Search the records below for the word "String", then return every line where it appears.

*** Block opens ***

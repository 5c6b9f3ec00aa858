//! Provisioning engine trait definition

use crate::action::{OperationResult, UpResult};
use crate::error::Result;
use crate::graph::ResourceGraph;
use async_trait::async_trait;
use serde::{Deserialize, Serialize};
use std::collections::BTreeMap;

/// Provisioning engine abstraction trait
///
/// The engine owns stack state: it upserts stacks, serializes operations per
/// stack identity, and turns a [`ResourceGraph`] into remote provider calls.
/// Callers only hold [`StackHandle`]s.
#[async_trait]
pub trait ProvisioningEngine: Send + Sync {
    /// Returns the engine name (e.g., "memory", "pulumi")
    fn name(&self) -> &str;

    /// Create the stack if it does not exist, otherwise select it, and bind
    /// `program` as its desired state.
    async fn create_or_select_stack(
        &self,
        identity: &StackIdentity,
        program: &ResourceGraph,
    ) -> Result<StackHandle>;

    /// Replace the program bound to an already resolved stack
    async fn install_program(&self, stack: &StackHandle, program: &ResourceGraph) -> Result<()>;

    /// Set every key in `config` on the stack (last writer wins per key)
    async fn set_config(&self, stack: &StackHandle, config: &ConfigMap) -> Result<()>;

    /// Create or update resources to match the program
    async fn up(&self, stack: &StackHandle, progress: &dyn ProgressSink) -> Result<UpResult>;

    /// Reconcile recorded state with the actual remote state
    async fn refresh(
        &self,
        stack: &StackHandle,
        progress: &dyn ProgressSink,
    ) -> Result<OperationResult>;

    /// Delete every resource recorded in the stack
    async fn destroy(
        &self,
        stack: &StackHandle,
        progress: &dyn ProgressSink,
    ) -> Result<OperationResult>;

    /// Abort the operation currently running against the stack
    async fn cancel(&self, stack: &StackHandle) -> Result<()>;

    /// Tear down any session resources held for the handle
    async fn release(&self, _stack: &StackHandle) -> Result<()> {
        Ok(())
    }
}

/// The (project, stack) pair naming a deployment unit
#[derive(Debug, Clone, PartialEq, Eq, Hash, PartialOrd, Ord, Serialize, Deserialize)]
pub struct StackIdentity {
    pub project: String,
    pub stack: String,
}

impl StackIdentity {
    pub fn new(project: impl Into<String>, stack: impl Into<String>) -> Self {
        Self {
            project: project.into(),
            stack: stack.into(),
        }
    }
}

impl std::fmt::Display for StackIdentity {
    fn fmt(&self, f: &mut std::fmt::Formatter<'_>) -> std::fmt::Result {
        write!(f, "{}/{}", self.project, self.stack)
    }
}

/// A live binding to a named stack inside an engine
#[derive(Debug, Clone, PartialEq, Eq)]
pub struct StackHandle {
    identity: StackIdentity,

    /// Engine specific session reference (workspace path, map key, ...)
    session: String,
}

impl StackHandle {
    pub fn new(identity: StackIdentity, session: impl Into<String>) -> Self {
        Self {
            identity,
            session: session.into(),
        }
    }

    pub fn identity(&self) -> &StackIdentity {
        &self.identity
    }

    pub fn name(&self) -> &str {
        &self.identity.stack
    }

    pub fn session(&self) -> &str {
        &self.session
    }
}

/// A single configuration value
#[derive(Debug, Clone, PartialEq, Eq, Serialize, Deserialize)]
pub struct ConfigValue {
    pub value: String,

    #[serde(default)]
    pub secret: bool,
}

impl ConfigValue {
    pub fn plain(value: impl Into<String>) -> Self {
        Self {
            value: value.into(),
            secret: false,
        }
    }

    pub fn secret(value: impl Into<String>) -> Self {
        Self {
            value: value.into(),
            secret: true,
        }
    }
}

/// Flat `namespace:key` -> value configuration
pub type ConfigMap = BTreeMap<String, ConfigValue>;

/// A typed output exported by a program
#[derive(Debug, Clone, PartialEq, Serialize, Deserialize)]
pub struct OutputValue {
    pub value: serde_json::Value,

    #[serde(default)]
    pub secret: bool,
}

impl OutputValue {
    pub fn new(value: serde_json::Value) -> Self {
        Self {
            value,
            secret: false,
        }
    }

    pub fn as_str(&self) -> Option<&str> {
        self.value.as_str()
    }
}

/// Output name -> value
pub type Outputs = BTreeMap<String, OutputValue>;

/// Operator-visible sink for progress text streamed during an operation
pub trait ProgressSink: Send + Sync {
    fn line(&self, line: &str);
}

/// Writes progress lines to the `sitestack::progress` tracing target
#[derive(Debug, Clone, Copy, Default)]
pub struct TracingProgress;

impl ProgressSink for TracingProgress {
    fn line(&self, line: &str) {
        tracing::info!(target: "sitestack::progress", "{}", line);
    }
}

/// Discards all progress
#[derive(Debug, Clone, Copy, Default)]
pub struct NoProgress;

impl ProgressSink for NoProgress {
    fn line(&self, _line: &str) {}
}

*** Block closes ***

WRITTEN SOLUTION
    pub project: String,
    pub stack: String,
    pub fn new(project: impl Into<String>, stack: impl Into<String>) -> Self {
    session: String,
    pub fn new(identity: StackIdentity, session: impl Into<String>) -> Self {
    pub value: String,
    pub fn plain(value: impl Into<String>) -> Self {
    pub fn secret(value: impl Into<String>) -> Self {
pub type ConfigMap = BTreeMap<String, ConfigValue>;
pub type Outputs = BTreeMap<String, OutputValue>;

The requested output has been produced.